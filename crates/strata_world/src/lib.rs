#![warn(missing_docs)]
#![deny(
    clippy::disallowed_types,
    clippy::await_holding_refcell_ref,
    clippy::await_holding_lock
)]
#![allow(clippy::type_complexity)]

//! The Strata chunk streaming core.
//!
//! Keeps a bounded working set of voxel chunks resident around a moving
//! observer: a chunk cache and per-coordinate state machine, asynchronous
//! generation and meshing pipelines on fixed worker pools with per-frame
//! application budgets, a region-based persistence backend with an atomic
//! (optionally LZ4-compressed) container format, and an asynchronous region
//! loader with caching, presence probing and prefetching.

pub mod config;
pub mod error;
pub mod persistence;
pub mod prelude;
pub mod storage;
pub mod tasks;
pub mod voxel;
....
The records above need to be retyped in full, exactly as they stand.

**WORKED SOLUTION**:
filename crates/strata_world/src/lib.rs
#![warn(missing_docs)]
#![deny(
    clippy::disallowed_types,
    clippy::await_holding_refcell_ref,
    clippy::await_holding_lock
)]
#![allow(clippy::type_complexity)]

//! The Strata chunk streaming core.
//!
//! Keeps a bounded working set of voxel chunks resident around a moving
//! observer: a chunk cache and per-coordinate state machine, asynchronous
//! generation and meshing pipelines on fixed worker pools with per-frame
//! application budgets, a region-based persistence backend with an atomic
//! (optionally LZ4-compressed) container format, and an asynchronous region
//! loader with caching, presence probing and prefetching.

pub mod config;
pub mod error;
pub mod persistence;
pub mod prelude;
pub mod storage;
pub mod tasks;
pub mod voxel;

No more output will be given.